Riley Seavers
If farmers are looking at yield benefits of planting cereal rye in front of corn, I can do the research for them and tell them if it’s a practice they should implement on their farm.
- Riley Seavers, MS student, Department of Agronomy
The student
The beauty of the sun dropping behind a wheat field in Kansas confirmed Riley Seavers’ long-held interest in agriculture — one that started with his driving an antique tractor in his mom’s horse pasture around age 8 and nurtured on his grandfather’s small farm. Years later, he was working at a heavy equipment repair shop near his home in Auburn, Indiana, when his boss sent him to the local John Deere dealer for parts. When Seavers commented on a photo there of three combines marching across one field, the shop owner told him about harvest crews. The information prompted Seavers to join a crew that from May to November 2016 followed the wheat harvest from Texas to North Dakota, with that impactful stop in Kansas. At each stop, the crew unloaded their equipment from trailers, harvested up to 10,000 acres and loaded up again to move to the next waiting field. Seavers liked the experience so much he did it again in summer 2018 before coming to Purdue to study agronomy. “I was out running all this equipment and thinking, ‘there’s got to be more than agriculture than these machines,’” he says. “I wanted to develop the knowledge and learn the agronomics to tell farmers how to get a better crop.” As an undergraduate, Seavers had two internships, with Beck’s Hybrids and Winfield United. The two experiences, while very different, both influenced his decision to stay on for master’s study after he earned his BS in May 2021. That fall, he began graduate work under the advisorship of Dan Quinn, assistant professor of agronomy and Extension corn specialist.
The research
“Purdue has an advantage in allowing us to do field-scale research,” says Seavers, who conducts his work on cover crops in corn at two agricultural centers (SEPAC and DPAC) and the Agronomy Center for Research and Education (ACRE). After planting a cover crop of cereal rye in the fall and planting corn into the rye after spring termination, he collects cover crop biomass and soil samples and uses drone imagery to assess the effects of applying nitrogen at different timings to determine their effect on corn growth, yield and nutrient uptake. “Although it’s an environmentally sustainable practice, cereal rye as a cover crop has the potential to lose the farmers money,” Seavers explains.
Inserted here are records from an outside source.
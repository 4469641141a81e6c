//! Users API
//!
//! Registration, login, and account management endpoints. Admin-only
//! routes gate on the role stored in the user document, never on the
//! token claim alone.

use axum::{
    extract::{Path, State},
    http::StatusCode,
    Json,
};
use serde::{Deserialize, Serialize};
use std::sync::Arc;
use utoipa::ToSchema;
use utoipa_axum::{router::OpenApiRouter, routes};

use crate::auth::{AuthService, PasswordService};
use crate::shared::api_common::SuccessResponse;
use crate::shared::authorization::checks;
use crate::shared::error::PlatformError;
use crate::shared::middleware::Authenticated;
use crate::shared::tsid::TsidGenerator;
use crate::shared::validate;
use crate::user::entity::{Role, User};
use crate::user::repository::UserRepository;

/// Registration request
#[derive(Debug, Deserialize, ToSchema)]
#[serde(rename_all = "camelCase")]
pub struct RegisterRequest {
    pub username: String,
    pub email: String,
    pub password: String,
}

/// Login request
#[derive(Debug, Deserialize, ToSchema)]
#[serde(rename_all = "camelCase")]
pub struct LoginRequest {
    pub email: String,
    pub password: String,
}

/// Change password request
#[derive(Debug, Deserialize, ToSchema)]
#[serde(rename_all = "camelCase")]
pub struct ChangePasswordRequest {
    pub current_password: String,
    pub new_password: String,
}

/// Profile update request; only supplied fields change
#[derive(Debug, Deserialize, ToSchema)]
#[serde(rename_all = "camelCase")]
pub struct UpdateProfileRequest {
    pub username: Option<String>,
    pub email: Option<String>,
}

/// Public user representation. The password hash never leaves the store
/// layer.
#[derive(Debug, Serialize, ToSchema)]
#[serde(rename_all = "camelCase")]
pub struct UserResponse {
    pub id: String,
    pub username: String,
    pub email: String,
    pub role: Role,
    pub profile: String,
    pub created_at: String,
}

impl From<User> for UserResponse {
    fn from(u: User) -> Self {
        Self {
            id: u.id,
            username: u.username,
            email: u.email,
            role: u.role,
            profile: u.profile,
            created_at: u.created_at.to_rfc3339(),
        }
    }
}

/// Token + user payload returned by register and login
#[derive(Debug, Serialize, ToSchema)]
#[serde(rename_all = "camelCase")]
pub struct AuthResponse {
    pub token: String,
    pub user: UserResponse,
}

/// Users list response
#[derive(Debug, Serialize, ToSchema)]
#[serde(rename_all = "camelCase")]
pub struct UserListResponse {
    pub users: Vec<UserResponse>,
    pub total: usize,
}

/// Users service state
#[derive(Clone)]
pub struct UsersState {
    pub user_repo: Arc<UserRepository>,
    pub password_service: Arc<PasswordService>,
    pub auth_service: Arc<AuthService>,
}

/// Duplicate-account decision over the two uniqueness lookups. Username
/// collisions win when both fields collide, so the reported field is
/// deterministic.
fn check_unique_credentials(
    username: &str,
    email: &str,
    existing_username: Option<&User>,
    existing_email: Option<&User>,
) -> Result<(), PlatformError> {
    if existing_username.is_some() {
        return Err(PlatformError::duplicate("username", username));
    }
    if existing_email.is_some() {
        return Err(PlatformError::duplicate("email", email));
    }
    Ok(())
}

/// Register a new account
#[utoipa::path(
    post,
    path = "/register",
    tag = "users",
    request_body = RegisterRequest,
    responses(
        (status = 201, description = "Account created", body = AuthResponse),
        (status = 400, description = "Validation error or duplicate username/email")
    )
)]
pub async fn register(
    State(state): State<UsersState>,
    Json(req): Json<RegisterRequest>,
) -> Result<(StatusCode, Json<AuthResponse>), PlatformError> {
    validate::validate_registration(&req.username, &req.email, &req.password)?;

    let by_username = state.user_repo.find_by_username(&req.username).await?;
    let by_email = state.user_repo.find_by_email(&req.email).await?;
    check_unique_credentials(&req.username, &req.email, by_username.as_ref(), by_email.as_ref())?;

    let password_hash = state.password_service.hash_password(&req.password)?;
    let user = User::new(&req.username, &req.email, password_hash);
    state.user_repo.insert(&user).await?;

    let token = state.auth_service.generate_token(&user)?;
    tracing::info!(user_id = %user.id, "User registered");

    Ok((
        StatusCode::CREATED,
        Json(AuthResponse {
            token,
            user: user.into(),
        }),
    ))
}

/// Log in with email and password
#[utoipa::path(
    post,
    path = "/login",
    tag = "users",
    request_body = LoginRequest,
    responses(
        (status = 201, description = "Authenticated", body = AuthResponse),
        (status = 401, description = "Wrong password"),
        (status = 404, description = "No account for that email")
    )
)]
pub async fn login(
    State(state): State<UsersState>,
    Json(req): Json<LoginRequest>,
) -> Result<(StatusCode, Json<AuthResponse>), PlatformError> {
    validate::validate_login(&req.email, &req.password)?;

    // An unknown email is reported distinctly from a wrong password.
    let user = state
        .user_repo
        .find_by_email(&req.email)
        .await?
        .ok_or_else(|| PlatformError::not_found("User", &req.email))?;

    if !state
        .password_service
        .verify_password(&req.password, &user.password)?
    {
        tracing::warn!(user_id = %user.id, "Login rejected: wrong password");
        return Err(PlatformError::InvalidCredentials);
    }

    let token = state.auth_service.generate_token(&user)?;
    tracing::info!(user_id = %user.id, "User logged in");

    Ok((
        StatusCode::CREATED,
        Json(AuthResponse {
            token,
            user: user.into(),
        }),
    ))
}

/// Details of the authenticated user
#[utoipa::path(
    get,
    path = "/user",
    tag = "users",
    responses(
        (status = 200, description = "Current user", body = UserResponse),
        (status = 401, description = "Not authenticated")
    ),
    security(("bearer_auth" = []))
)]
pub async fn current_user(
    State(state): State<UsersState>,
    auth: Authenticated,
) -> Result<Json<UserResponse>, PlatformError> {
    let user = state
        .user_repo
        .find_by_id(&auth.user_id)
        .await?
        .ok_or_else(|| PlatformError::not_found("User", &auth.user_id))?;

    Ok(Json(user.into()))
}

/// List all users (admin)
#[utoipa::path(
    get,
    path = "/allusers",
    tag = "users",
    responses(
        (status = 200, description = "All users", body = UserListResponse),
        (status = 403, description = "Admin role required")
    ),
    security(("bearer_auth" = []))
)]
pub async fn list_users(
    State(state): State<UsersState>,
    auth: Authenticated,
) -> Result<Json<UserListResponse>, PlatformError> {
    checks::require_admin(&auth)?;

    let users: Vec<UserResponse> = state
        .user_repo
        .find_all()
        .await?
        .into_iter()
        .map(UserResponse::from)
        .collect();

    let total = users.len();
    Ok(Json(UserListResponse { users, total }))
}

/// Delete a user (admin). Votes and comments authored by the user stay
/// in place; their username reads back as null afterwards.
#[utoipa::path(
    delete,
    path = "/{id}",
    tag = "users",
    params(("id" = String, Path, description = "User ID")),
    responses(
        (status = 200, description = "User deleted", body = SuccessResponse),
        (status = 403, description = "Admin role required"),
        (status = 404, description = "User not found")
    ),
    security(("bearer_auth" = []))
)]
pub async fn delete_user(
    State(state): State<UsersState>,
    auth: Authenticated,
    Path(id): Path<String>,
) -> Result<Json<SuccessResponse>, PlatformError> {
    checks::require_admin(&auth)?;

    if !TsidGenerator::is_valid(&id) {
        return Err(PlatformError::invalid_identifier(&id));
    }

    if !state.user_repo.delete(&id).await? {
        return Err(PlatformError::not_found("User", &id));
    }

    tracing::info!(user_id = %id, admin_id = %auth.user_id, "User deleted");
    Ok(Json(SuccessResponse::with_message("User deleted")))
}

/// Promote a user to admin (admin)
#[utoipa::path(
    put,
    path = "/makeAdmin/{id}",
    tag = "users",
    params(("id" = String, Path, description = "User ID")),
    responses(
        (status = 200, description = "Role updated", body = UserResponse),
        (status = 403, description = "Admin role required"),
        (status = 404, description = "User not found")
    ),
    security(("bearer_auth" = []))
)]
pub async fn make_admin(
    State(state): State<UsersState>,
    auth: Authenticated,
    Path(id): Path<String>,
) -> Result<Json<UserResponse>, PlatformError> {
    checks::require_admin(&auth)?;

    if !TsidGenerator::is_valid(&id) {
        return Err(PlatformError::invalid_identifier(&id));
    }

    let user = state
        .user_repo
        .set_role(&id, Role::Admin)
        .await?
        .ok_or_else(|| PlatformError::not_found("User", &id))?;

    tracing::info!(user_id = %id, admin_id = %auth.user_id, "User promoted to admin");
    Ok(Json(user.into()))
}

/// Change the authenticated user's password
#[utoipa::path(
    put,
    path = "/change-password",
    tag = "users",
    request_body = ChangePasswordRequest,
    responses(
        (status = 200, description = "Password changed", body = SuccessResponse),
        (status = 401, description = "Current password wrong or not authenticated")
    ),
    security(("bearer_auth" = []))
)]
pub async fn change_password(
    State(state): State<UsersState>,
    auth: Authenticated,
    Json(req): Json<ChangePasswordRequest>,
) -> Result<Json<SuccessResponse>, PlatformError> {
    let user = state
        .user_repo
        .find_by_id(&auth.user_id)
        .await?
        .ok_or_else(|| PlatformError::not_found("User", &auth.user_id))?;

    if !state
        .password_service
        .verify_password(&req.current_password, &user.password)?
    {
        return Err(PlatformError::InvalidCredentials);
    }

    let password_hash = state.password_service.hash_password(&req.new_password)?;
    state.user_repo.update_password(&user.id, &password_hash).await?;

    tracing::info!(user_id = %user.id, "Password changed");
    Ok(Json(SuccessResponse::with_message("Password changed")))
}

/// Update the authenticated user's username and/or email
#[utoipa::path(
    put,
    path = "/update-profile",
    tag = "users",
    request_body = UpdateProfileRequest,
    responses(
        (status = 200, description = "Profile updated", body = UserResponse),
        (status = 400, description = "Validation error or duplicate username/email"),
        (status = 401, description = "Not authenticated")
    ),
    security(("bearer_auth" = []))
)]
pub async fn update_profile(
    State(state): State<UsersState>,
    auth: Authenticated,
    Json(req): Json<UpdateProfileRequest>,
) -> Result<Json<UserResponse>, PlatformError> {
    if let Some(ref username) = req.username {
        validate::validate_username(username)?;
        if username != &auth.username
            && state.user_repo.find_by_username(username).await?.is_some()
        {
            return Err(PlatformError::duplicate("username", username));
        }
    }
    if let Some(ref email) = req.email {
        validate::validate_email(email)?;
        if email != &auth.email && state.user_repo.find_by_email(email).await?.is_some() {
            return Err(PlatformError::duplicate("email", email));
        }
    }

    let user = state
        .user_repo
        .update_profile(&auth.user_id, req.username.as_deref(), req.email.as_deref())
        .await?
        .ok_or_else(|| PlatformError::not_found("User", &auth.user_id))?;

    Ok(Json(user.into()))
}

#[cfg(test)]
mod tests {
    use super::*;

    fn existing() -> User {
        User::new("alice", "alice@example.com", "$argon2id$stub")
    }

    #[test]
    fn second_registration_with_same_username_is_a_duplicate() {
        let taken = existing();
        let err = check_unique_credentials("alice", "other@example.com", Some(&taken), None)
            .unwrap_err();
        assert!(matches!(err, PlatformError::Duplicate { ref field, .. } if field == "username"));
    }

    #[test]
    fn second_registration_with_same_email_is_a_duplicate() {
        let taken = existing();
        let err = check_unique_credentials("someoneelse", "alice@example.com", None, Some(&taken))
            .unwrap_err();
        assert!(matches!(err, PlatformError::Duplicate { ref field, .. } if field == "email"));
    }

    #[test]
    fn username_collision_is_reported_when_both_fields_collide() {
        let taken = existing();
        let err =
            check_unique_credentials("alice", "alice@example.com", Some(&taken), Some(&taken))
                .unwrap_err();
        assert!(matches!(err, PlatformError::Duplicate { ref field, .. } if field == "username"));
    }

    #[test]
    fn fresh_credentials_pass() {
        assert!(check_unique_credentials("newuser", "new@example.com", None, None).is_ok());
    }
}

/// Create users router
pub fn users_router(state: UsersState) -> OpenApiRouter {
    OpenApiRouter::new()
        .routes(routes!(register))
        .routes(routes!(login))
        .routes(routes!(current_user))
        .routes(routes!(list_users))
        .routes(routes!(delete_user))
        .routes(routes!(make_admin))
        .routes(routes!(change_password))
        .routes(routes!(update_profile))
        .with_state(state)
}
He hopes his findings will help growers make more informed decisions.
Opportunities
Seavers also is studying how farmers should equip their planters in this system. Specifically he is looking at closing wheels, which ensure the proper placement and depth of seed, to help farmers identify which one to use to plant corn following a rye cover crop. Their choice of closing wheel is “huge,” he says, and could impact overall emergence. He credits Quinn with helping him align the projects. “Coordinating things with Dan is easy,” Seavers says. “He’s always trying to make the research better.”
Future plans
“There’s a lot of avenues to pursue,” Seavers says of possible career plans. “With my background, I could apply my master’s degree to bettering equipment for farmers, maybe in a large farm operation. I’m interested in the technology end of it.” In his spare time, he goes home to help his grandfather and uncle farm, and enjoys his family’s lake house near Pokagan State Park.